In a study of patients seeking care for exposure to LAA, participants demonstrated moderate levels of stress and acceptance of illness however more than one-third (34.5%) had depression scores indicating a clinically significant level of psychological distress. Gender, age, and satisfaction with financial resources were significantly related to depression, stress, and acceptance of illness. Satisfaction with access to care was significant only for stress.

Depression can be reliably diagnosed and effectively treated by primary care providers [25]. The use of screening tools, similar to those used in this study, could be implemented in primary care practices serving populations living in or near environmental disaster areas around the world to assess psychosocial health. To take it one step further, incorporating a multidisciplinary team consisting of medical providers, nurses, and social workers could provide interventions to address individual, family, and community psychosocial issues. In our current study, this would include providing outreach, education, and referral services when needed for dealing with depression and chronic stress. Since depression can vary significantly across rural and urban areas and may reflect regional differences, demographic characteristics, socioeconomic conditions [46], and preventable social causes [55], additional research is necessary to understand the mental health issues facing additional cohorts of persons exposed to LAA. Of particular interest was the fact that, for a group of people living in an area with serious and persistent environmental contamination along with its associated health risks and potential sequelae, the reported stress levels were not particularly high. The study participants appeared to accept their illnesses with equanimity.

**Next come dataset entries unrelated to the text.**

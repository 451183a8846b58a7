//! Capture process supervision
//!
//! Owns the child process in a background task. stdout lines are logged as
//! they arrive, stderr lines go to a [`DiagnosticRing`], and quit/kill
//! requests arrive over a channel. When the process exits the ring is
//! drained into an [`ExitReport`] and handed to the exit callback, exactly
//! once per launch.

use super::ffmpeg::CapturePlan;
use super::launcher::CaptureLauncher;
use crate::recorder::ring::DiagnosticRing;
use parking_lot::Mutex;
use std::sync::Arc;
use std::time::Duration;
use tokio::io::{AsyncBufReadExt, AsyncWriteExt, BufReader};
use tokio::process::Child;
use tokio::sync::mpsc;
use tokio::task::JoinHandle;
use tokio::time::Instant;
use tracing::Instrument;

/// Upper bound on waiting for the output readers after exit. A grandchild
/// holding the pipes open must not stall the exit handler.
const READER_DRAIN_TIMEOUT: Duration = Duration::from_secs(2);

/// Consecutive failed reads after which an output pipe is abandoned
const MAX_READ_ERRORS: u32 = 16;

#[derive(Debug, Clone, Copy, PartialEq, Eq)]
enum SupervisorCommand {
    /// Write `q` to stdin and close it
    Quit,
    /// Kill the process
    Kill,
}

/// Settings for one supervised process
#[derive(Debug, Clone)]
pub struct SupervisorOptions {
    /// Prefix for log lines
    pub label: String,
    pub diagnostic_capacity: usize,
    /// Kill the process if it is still alive this long after a quit
    pub stop_timeout: Option<Duration>,
}

/// How a supervised process ended
#[derive(Debug, Clone, PartialEq, Eq)]
pub struct ExitReport {
    /// `None` for signal deaths and launch failures
    pub exit_code: Option<i32>,
    /// Most recent stderr lines, oldest first
    pub diagnostics: Vec<String>,
    /// Set when the process never started
    pub launch_error: Option<String>,
    /// The process was killed rather than exiting by itself
    pub forced: bool,
}

/// Control handle for a supervised process
#[derive(Debug, Clone)]
pub struct ProcessHandle {
    commands: mpsc::UnboundedSender<SupervisorCommand>,
    pid: Option<u32>,
}

impl ProcessHandle {
    pub fn pid(&self) -> Option<u32> {
        self.pid
    }

    /// Ask the process to finish its current segment and exit.
    /// Returns `false` once the process is gone.
    pub fn request_quit(&self) -> bool {
        self.commands.send(SupervisorCommand::Quit).is_ok()
    }

    /// Kill the process. Returns `false` once the process is gone.
    pub fn kill(&self) -> bool {
        self.commands.send(SupervisorCommand::Kill).is_ok()
    }
}

/// Launch `plan` and supervise it on the current Tokio runtime.
///
/// `on_exit` runs on a runtime task after the process has exited, or right
/// away (still asynchronously) if the launch fails.
pub fn supervise<F>(
    launcher: &dyn CaptureLauncher,
    plan: &CapturePlan,
    options: SupervisorOptions,
    on_exit: F,
) -> ProcessHandle
where
    F: FnOnce(ExitReport) + Send + 'static,
{
    let (tx, rx) = mpsc::unbounded_channel();
    let span = tracing::Span::current();

    match launcher.launch(plan) {
        Ok(child) => {
            let pid = child.id();
            tracing::debug!("{} launched {} (pid {:?})", options.label, launcher.id(), pid);

            tokio::spawn(
                async move {
                    let report = run(child, rx, options).await;
                    on_exit(report);
                }
                .instrument(span),
            );

            ProcessHandle { commands: tx, pid }
        }
        Err(e) => {
            tracing::error!("{} failed to launch {}: {}", options.label, launcher.id(), e);
            let launch_error = e.to_string();

            tokio::spawn(
                async move {
                    drop(rx);
                    on_exit(ExitReport {
                        exit_code: None,
                        diagnostics: Vec::new(),
                        launch_error: Some(launch_error),
                        forced: false,
                    });
                }
                .instrument(span),
            );

            ProcessHandle {
                commands: tx,
                pid: None,
            }
        }
    }
}

async fn run(
    mut child: Child,
    mut commands: mpsc::UnboundedReceiver<SupervisorCommand>,
    options: SupervisorOptions,
) -> ExitReport {
    let ring = Arc::new(Mutex::new(DiagnosticRing::new(options.diagnostic_capacity)));

    let stdout_task = child.stdout.take().map(|stdout| {
        let label = options.label.clone();
        spawn_reader(stdout, move |line| {
            tracing::info!("{} output: {}", label, line);
        })
    });

    let stderr_task = child.stderr.take().map(|stderr| {
        let ring = ring.clone();
        spawn_reader(stderr, move |line| ring.lock().push(line))
    });

    let mut stdin = child.stdin.take();
    let mut commands_open = true;
    let mut deadline: Option<Instant> = None;
    let mut forced = false;

    let status = loop {
        tokio::select! {
            status = child.wait() => break status,
            command = commands.recv(), if commands_open => match command {
                Some(SupervisorCommand::Quit) => {
                    match stdin.take() {
                        Some(mut pipe) => {
                            if let Err(e) = pipe.write_all(b"q").await {
                                tracing::warn!("{} could not send quit: {}", options.label, e);
                            }
                            // Dropping the pipe closes stdin
                        }
                        None => tracing::debug!("{} quit already sent", options.label),
                    }
                    if deadline.is_none() {
                        deadline = options.stop_timeout.map(|timeout| Instant::now() + timeout);
                    }
                }
                Some(SupervisorCommand::Kill) => {
                    forced = true;
                    if let Err(e) = child.start_kill() {
                        tracing::warn!("{} kill failed: {}", options.label, e);
                    }
                }
                None => commands_open = false,
            },
            _ = wait_until(deadline), if deadline.is_some() => {
                tracing::warn!(
                    "{} still running {:?} after quit, killing",
                    options.label,
                    options.stop_timeout.unwrap_or_default()
                );
                deadline = None;
                forced = true;
                if let Err(e) = child.start_kill() {
                    tracing::warn!("{} kill failed: {}", options.label, e);
                }
            }
        }
    };
    drop(stdin);
    drop(commands);

    let exit_code = match status {
        Ok(status) => status.code(),
        Err(e) => {
            tracing::error!("{} wait failed: {}", options.label, e);
            None
        }
    };

    for task in [stdout_task, stderr_task].into_iter().flatten() {
        if tokio::time::timeout(READER_DRAIN_TIMEOUT, task).await.is_err() {
            tracing::debug!("{} output pipe still open after exit", options.label);
        }
    }

    let diagnostics = ring.lock().drain();
    ExitReport {
        exit_code,
        diagnostics,
        launch_error: None,
        forced,
    }
}

fn spawn_reader<R, F>(pipe: R, mut on_line: F) -> JoinHandle<()>
where
    R: tokio::io::AsyncRead + Unpin + Send + 'static,
    F: FnMut(String) + Send + 'static,
{
    tokio::spawn(
        async move {
            let mut reader = BufReader::new(pipe);
            let mut buf = Vec::new();
            let mut errors = 0;

            // Stream metadata is not always UTF-8; keep the pipe drained either way
            loop {
                buf.clear();
                match reader.read_until(b'\n', &mut buf).await {
                    Ok(0) => break,
                    Ok(_) => {
                        errors = 0;
                        let line = String::from_utf8_lossy(&buf);
                        let line = line.trim_end();
                        if !line.is_empty() {
                            on_line(line.to_string());
                        }
                    }
                    Err(e) => {
                        errors += 1;
                        tracing::debug!("Output read failed: {}", e);
                        if errors >= MAX_READ_ERRORS {
                            break;
                        }
                    }
                }
            }
        }
        .in_current_span(),
    )
}

async fn wait_until(deadline: Option<Instant>) {
    match deadline {
        Some(deadline) => tokio::time::sleep_until(deadline).await,
        None => std::future::pending().await,
    }
}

Further research is needed to gain a better understanding of the impacts of a disaster and its resulting health effects on men that specifically targets their personal identity and social roles. Understanding the resilience demonstrated by the women, a quality that might account for their adaptability, could be useful to health care providers and community-based nurses working with clients who live in an area affected by an environmental disaster. Studies are also needed that explore the psychosocial health status of exposed persons not affiliated with the specialty clinic in Libby to tease out the clinic providers’ influence on the psychosocial health status and access and satisfaction with care.

Psychological distress identification, prevention, and intervention strategies, including self-management skills, are needed for persons exposed to environmental and workplace contamination such as the LAA disaster. With the declaration of a public health emergency in June of 2009, federal funding became available to address health issues resulting from the Libby environmental disaster; however, these resources were set up around a one-year recovery program as opposed to the long-term needs and duration of an ongoing environmental disaster. Population-based nurses and other health care providers are uniquely positioned to examine the biopsychosocial human response to an ongoing environmental disaster and intervene appropriately. They are obligated to work with the community to design and integrate best practice self-management interventions to reduce the effect of inordinate adversity from the event’s lingering aftermath.

Acknowledgment

The authors acknowledge the Health Resources and Services Administration Office of Rural Heath Policy for their funding (R04RH07544), the staff at the Center for Asbestos Related Disease and Ms. Amber Spring, their project manager, for their assistance with the study, and the participants who made the study possible.